French mathematician (born 1975)

Laure Saint-Raymond (born 1975) is a French mathematician, and a professor of mathematics at Institut des Hautes Études Scientifiques (IHES). She was previously a professor at École Normale Supérieure de Lyon. She is known for her work in partial differential equations, and in particular for her contributions to the mathematically rigorous study of the connections between interacting particle systems, the Boltzmann equation, and fluid mechanics. In 2008 she was awarded the European Mathematical Society Prize, with her citation reading:

Saint-Raymond is well known for her outstanding results on nonlinear partial differential equations in the dynamics of gases and plasmas and also in fluid dynamics. [...] Saint-Raymond is at the origin of several outstanding and difficult results in the field of nonlinear partial differential equations of mathematical physics. She is one of the most brilliant young mathematicians in her generation.

== Biography ==
Laure Saint-Raymond studied in Paris, entering École Normale Supérieure in 1994. In 1996, she received a Master's degrees in plasma physics from Versailles Saint-Quentin-en-Yvelines University and in applied mathematics from Pierre and Marie Curie University. In 2000 she finished her Ph.D. in applied mathematics at Paris Diderot University, under the supervision of François Golse.

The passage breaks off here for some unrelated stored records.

// Opaque async key-value collaborator used for profiles, session history and
// persisted plans. The engine never assumes anything about the backing store
// beyond these three operations.

use std::collections::HashMap;

use async_trait::async_trait;
use serde::de::DeserializeOwned;
use serde::Serialize;
use tokio::sync::RwLock;

use crate::errors::CoachError;

/// Async key-value store. Values are JSON; serialization format beyond that
/// is an implementation detail of the collaborator.
#[async_trait]
pub trait Store: Send + Sync {
    async fn load(&self, key: &str) -> Result<Option<serde_json::Value>, CoachError>;
    async fn save(&self, key: &str, value: serde_json::Value) -> Result<(), CoachError>;
    async fn delete(&self, key: &str) -> Result<(), CoachError>;
}

/// Typed convenience wrappers over the raw JSON interface.
pub async fn load_typed<T: DeserializeOwned>(
    store: &dyn Store,
    key: &str,
) -> Result<Option<T>, CoachError> {
    match store.load(key).await? {
        Some(value) => Ok(Some(serde_json::from_value(value)?)),
        None => Ok(None),
    }
}

pub async fn save_typed<T: Serialize>(
    store: &dyn Store,
    key: &str,
    value: &T,
) -> Result<(), CoachError> {
    store.save(key, serde_json::to_value(value)?).await
}

/// In-memory store used by the demo binary and tests. A single write lock
/// per operation makes read-modify-write sequences issued by one task appear
/// atomic to concurrent readers.
#[derive(Debug, Default)]
pub struct MemoryStore {
    entries: RwLock<HashMap<String, serde_json::Value>>,
}

impl MemoryStore {
    pub fn new() -> Self {
        Self::default()
    }
}

#[async_trait]
impl Store for MemoryStore {
    async fn load(&self, key: &str) -> Result<Option<serde_json::Value>, CoachError> {
        Ok(self.entries.read().await.get(key).cloned())
    }

    async fn save(&self, key: &str, value: serde_json::Value) -> Result<(), CoachError> {
        self.entries.write().await.insert(key.to_string(), value);
        Ok(())
    }

    async fn delete(&self, key: &str) -> Result<(), CoachError> {
        self.entries.write().await.remove(key);
        Ok(())
    }
}

/// Key layout shared by the coach service and its tests.
pub mod keys {
    use uuid::Uuid;

    pub fn profile(user: &str) -> String {
        format!("profile:{user}")
    }

    pub fn plan(id: Uuid) -> String {
        format!("plan:{id}")
    }

    pub fn active_plan(user: &str) -> String {
        format!("active_plan:{user}")
    }

    pub fn sessions(user: &str) -> String {
        format!("sessions:{user}")
    }

    pub fn adaptations(plan_id: Uuid) -> String {
        format!("adaptations:{plan_id}")
    }
}
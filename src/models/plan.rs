use serde::{Deserialize, Serialize};
use uuid::Uuid;

use super::exercise::{Difficulty, ExerciseCategory, MovementPattern, MuscleGroup};
use super::training_request::{ExperienceLevel, TrainingGoal};

/// One prescribed exercise within a training day.
///
/// For cardio the reps field carries duration in minutes; for flexibility and
/// balance work it carries hold seconds. The compound/isolation rep ceiling
/// (10/20) applies to the stored value regardless of category.
#[derive(Debug, Clone, PartialEq, Serialize, Deserialize)]
pub struct PlannedExercise {
    pub exercise_id: String,
    pub name: String,
    pub sets: u32, // 1-6
    pub reps: u32, // 1-20; <=10 when compound
    pub weight: f64, // unit-agnostic, 0 when unknown or bodyweight
    pub rest_seconds: Option<u32>,
    pub category: ExerciseCategory,
    pub movement_pattern: MovementPattern,
    pub muscle_groups: Vec<MuscleGroup>, // primary first, then secondaries
    pub equipment: Vec<String>,
    pub difficulty: Difficulty,
}

impl PlannedExercise {
    /// Compound = more than one engaged muscle group.
    pub fn is_compound(&self) -> bool {
        self.muscle_groups.len() > 1
    }

    pub fn rep_cap(&self) -> u32 {
        if self.is_compound() {
            10
        } else {
            20
        }
    }
}

/// A single training day within the weekly plan
#[derive(Debug, Clone, PartialEq, Serialize, Deserialize)]
pub struct DayWorkout {
    pub weekday: u8, // 0 = Monday .. 6 = Sunday
    pub day_name: String,
    pub focus: String, // e.g. "Push", "Full Body"
    pub exercises: Vec<PlannedExercise>, // never empty
    pub target_minutes: u32,
}

/// The assembled weekly program. Owned by the caller once generated; mutated
/// only by the progression pass before persistence or by applying an
/// adaptation afterwards.
#[derive(Debug, Clone, PartialEq, Serialize, Deserialize)]
pub struct WeeklyPlan {
    pub id: Uuid,
    pub name: String,
    pub level: ExperienceLevel,
    pub goal: TrainingGoal,
    pub days_per_week: u8,
    pub days: Vec<DayWorkout>,
}

impl WeeklyPlan {
    /// Mutable lookup by exercise id across all days; first match wins.
    pub fn find_exercise_mut(&mut self, exercise_id: &str) -> Option<&mut PlannedExercise> {
        self.days
            .iter_mut()
            .flat_map(|d| d.exercises.iter_mut())
            .find(|e| e.exercise_id == exercise_id)
    }

    pub fn iter_exercises(&self) -> impl Iterator<Item = &PlannedExercise> {
        self.days.iter().flat_map(|d| d.exercises.iter())
    }
}
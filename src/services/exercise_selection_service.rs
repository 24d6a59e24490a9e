use std::collections::{HashMap, HashSet};

use tracing::warn;

use crate::catalog::ExerciseCatalog;
use crate::models::{Difficulty, ExerciseCategory, ExerciseDefinition, ExperienceLevel, MuscleGroup};
use crate::services::seeded_shuffle::SeededShuffler;
use crate::services::split_planner_service as split;

/// Which slice of the filtered pool a day focus draws from: ordered
/// muscle-group buckets for strength-style days, whole categories for
/// cardio/flexibility days.
#[derive(Debug, Clone, Copy)]
pub enum FocusStrategy {
    Buckets(&'static [MuscleGroup]),
    Categories(&'static [ExerciseCategory]),
}

impl FocusStrategy {
    pub fn for_label(focus: &str) -> FocusStrategy {
        use ExerciseCategory::{Balance, Cardio, Flexibility};
        use MuscleGroup::*;
        match focus {
            split::FOCUS_FULL_BODY => {
                FocusStrategy::Buckets(&[Chest, Back, Quadriceps, Shoulders, Core])
            }
            split::FOCUS_UPPER => {
                FocusStrategy::Buckets(&[Chest, Back, Shoulders, Biceps, Triceps])
            }
            split::FOCUS_LOWER | split::FOCUS_LEGS => {
                FocusStrategy::Buckets(&[Quadriceps, Hamstrings, Glutes, Calves])
            }
            split::FOCUS_PUSH => FocusStrategy::Buckets(&[Chest, Shoulders, Triceps]),
            split::FOCUS_PULL => FocusStrategy::Buckets(&[Back, Biceps, Core]),
            split::FOCUS_CARDIO => FocusStrategy::Categories(&[Cardio]),
            split::FOCUS_FLEXIBILITY => FocusStrategy::Categories(&[Flexibility, Balance]),
            split::FOCUS_ACTIVE_RECOVERY => FocusStrategy::Categories(&[Flexibility, Balance]),
            // Unknown label: treat as a full-body day rather than failing
            _ => FocusStrategy::Buckets(&[Chest, Back, Quadriceps, Shoulders, Core]),
        }
    }
}

/// Muscle-region bookkeeping threaded across the whole week so two training
/// days hitting the same muscle group favor different sub-regions.
#[derive(Debug, Clone, Default)]
pub struct WeekDiversity {
    used: HashMap<MuscleGroup, HashSet<String>>,
}

impl WeekDiversity {
    pub fn new() -> Self {
        Self::default()
    }

    pub fn is_used(&self, group: MuscleGroup, region: &str) -> bool {
        self.used
            .get(&group)
            .is_some_and(|regions| regions.contains(region))
    }

    pub fn mark(&mut self, group: MuscleGroup, region: &str) {
        self.used
            .entry(group)
            .or_default()
            .insert(region.to_string());
    }
}

/// Picks a bounded, diverse set of exercises for one training day out of an
/// already-filtered pool.
#[derive(Debug, Clone, Default)]
pub struct ExerciseSelectionService;

impl ExerciseSelectionService {
    pub fn new() -> Self {
        Self
    }

    /// Per-day exercise budget by level, reduced by one when a deload is
    /// active.
    pub fn day_budget(level: ExperienceLevel, deload: bool) -> usize {
        let base = match level {
            ExperienceLevel::Beginner => 4,
            ExperienceLevel::Intermediate => 5,
            ExperienceLevel::Advanced => 6,
        };
        if deload {
            base - 1
        } else {
            base
        }
    }

    /// Selects up to `budget` exercises for the day. Never returns an empty
    /// list: an exhausted pool falls back to the catalog's safe default.
    pub fn select_for_day(
        &self,
        catalog: &ExerciseCatalog,
        pool: &[&ExerciseDefinition],
        focus: &str,
        diversity: &mut WeekDiversity,
        budget: usize,
        level: ExperienceLevel,
        shuffler: &mut SeededShuffler,
    ) -> Vec<ExerciseDefinition> {
        let mut selected: Vec<ExerciseDefinition> = match FocusStrategy::for_label(focus) {
            FocusStrategy::Buckets(groups) => {
                self.select_bucketed(pool, groups, diversity, budget, level, shuffler)
            }
            FocusStrategy::Categories(categories) => {
                self.select_by_category(pool, categories, diversity, budget, level, shuffler)
            }
        };

        if selected.is_empty() {
            warn!(focus, "exercise pool exhausted, substituting safe default");
            selected.push(catalog.safe_default());
        }
        selected
    }

    fn select_bucketed(
        &self,
        pool: &[&ExerciseDefinition],
        groups: &[MuscleGroup],
        diversity: &mut WeekDiversity,
        budget: usize,
        level: ExperienceLevel,
        shuffler: &mut SeededShuffler,
    ) -> Vec<ExerciseDefinition> {
        let mut selected: Vec<ExerciseDefinition> = Vec::with_capacity(budget);
        let quota = budget.div_ceil(groups.len()).max(1);

        for &group in groups {
            if selected.len() >= budget {
                break;
            }
            let mut candidates: Vec<&ExerciseDefinition> = pool
                .iter()
                .copied()
                .filter(|e| {
                    e.primary_muscle_group == group
                        && !selected.iter().any(|s| s.id == e.id)
                })
                .collect();
            if candidates.is_empty() {
                continue;
            }

            shuffler.shuffle(&mut candidates);
            Self::rank_candidates(&mut candidates, group, diversity, level);

            for candidate in candidates.into_iter().take(quota) {
                if selected.len() >= budget {
                    break;
                }
                diversity.mark(group, &candidate.muscle_region);
                selected.push(candidate.clone());
            }
        }

        // Fill any remaining slots from the rest of the focus-relevant pool.
        if selected.len() < budget {
            let mut leftover: Vec<&ExerciseDefinition> = pool
                .iter()
                .copied()
                .filter(|e| {
                    groups.contains(&e.primary_muscle_group)
                        && !selected.iter().any(|s| s.id == e.id)
                })
                .collect();
            shuffler.shuffle(&mut leftover);
            for candidate in leftover {
                if selected.len() >= budget {
                    break;
                }
                diversity.mark(candidate.primary_muscle_group, &candidate.muscle_region);
                selected.push(candidate.clone());
            }
        }

        selected
    }

    fn select_by_category(
        &self,
        pool: &[&ExerciseDefinition],
        categories: &[ExerciseCategory],
        diversity: &mut WeekDiversity,
        budget: usize,
        level: ExperienceLevel,
        shuffler: &mut SeededShuffler,
    ) -> Vec<ExerciseDefinition> {
        let mut candidates: Vec<&ExerciseDefinition> = pool
            .iter()
            .copied()
            .filter(|e| categories.contains(&e.category))
            .collect();
        shuffler.shuffle(&mut candidates);
        candidates.sort_by_key(|e| {
            (
                diversity.is_used(e.primary_muscle_group, &e.muscle_region) as u8,
                Self::difficulty_rank(e.difficulty, level),
            )
        });

        let mut selected = Vec::with_capacity(budget);
        for candidate in candidates.into_iter().take(budget) {
            diversity.mark(candidate.primary_muscle_group, &candidate.muscle_region);
            selected.push(candidate.clone());
        }
        selected
    }

    /// Stable ranking applied after the shuffle: fresh regions first, then
    /// harder movements first for advanced users. The shuffle order survives
    /// inside equal keys, which is where variation between seeds comes from.
    fn rank_candidates(
        candidates: &mut [&ExerciseDefinition],
        group: MuscleGroup,
        diversity: &WeekDiversity,
        level: ExperienceLevel,
    ) {
        candidates.sort_by_key(|e| {
            (
                diversity.is_used(group, &e.muscle_region) as u8,
                Self::difficulty_rank(e.difficulty, level),
            )
        });
    }

    fn difficulty_rank(difficulty: Difficulty, level: ExperienceLevel) -> u8 {
        if level == ExperienceLevel::Advanced {
            // Advanced-difficulty work outranks intermediate within a bucket
            Difficulty::Advanced as u8 - difficulty as u8
        } else {
            0
        }
    }
}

She worked for two years for the French National Centre for Scientific Research, and was named in 2002 full professor of mathematics at the Pierre and Marie Curie University at the age of 27. In 2007, she moved to the École Normale Supérieure, and is now professor at the École Normale Supérieure de Lyon. In 2021, she joined the Institut des Hautes Études Scientifiques in Bures-sur-Yvette, France as permanent professor, the first woman to hold that position in the history of the Institute.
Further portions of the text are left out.